(Information given)

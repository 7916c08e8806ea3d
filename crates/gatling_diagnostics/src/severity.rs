//! Diagnostic severity levels ordered from least to most severe.

use serde::{Deserialize, Serialize};
use std::fmt;

/// The severity level of a diagnostic message.
///
/// Ordered from least severe (`Note`) to most severe (`Error`), matching the
/// derived `PartialOrd`/`Ord` implementation based on declaration order.
#[derive(Clone, Copy, PartialEq, Eq, PartialOrd, Ord, Hash, Debug, Serialize, Deserialize)]
pub enum Severity {
    /// An informational note providing additional context.
    Note,
    /// A potential issue that doesn't prevent compilation.
    Warning,
    /// A definite problem that aborts the run.
    Error,
}

impl Severity {
    /// Returns `true` if this severity is [`Error`](Severity::Error).
    pub fn is_error(self) -> bool {
        self == Severity::Error
    }
}

impl fmt::Display for Severity {
    fn fmt(&self, f: &mut fmt::Formatter<'_>) -> fmt::Result {
        match self {
            Severity::Note => write!(f, "note"),
            Severity::Warning => write!(f, "warning"),
            Severity::Error => write!(f, "error"),
        }
    }
}

#[cfg(test)]
mod tests {
    use super::*;

    #[test]
    fn ordering() {
        assert!(Severity::Note < Severity::Warning);
        assert!(Severity::Warning < Severity::Error);
    }

    #[test]
    fn is_error() {
        assert!(Severity::Error.is_error());
        assert!(!Severity::Warning.is_error());
        assert!(!Severity::Note.is_error());
    }

    #[test]
    fn display() {
        assert_eq!(format!("{}", Severity::Error), "error");
        assert_eq!(format!("{}", Severity::Warning), "warning");
        assert_eq!(format!("{}", Severity::Note), "note");
    }
}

(End Information given)

• [Brief]: Respond with a number only: how many lines in the material contain the string "from"?

• [Answer box]: 2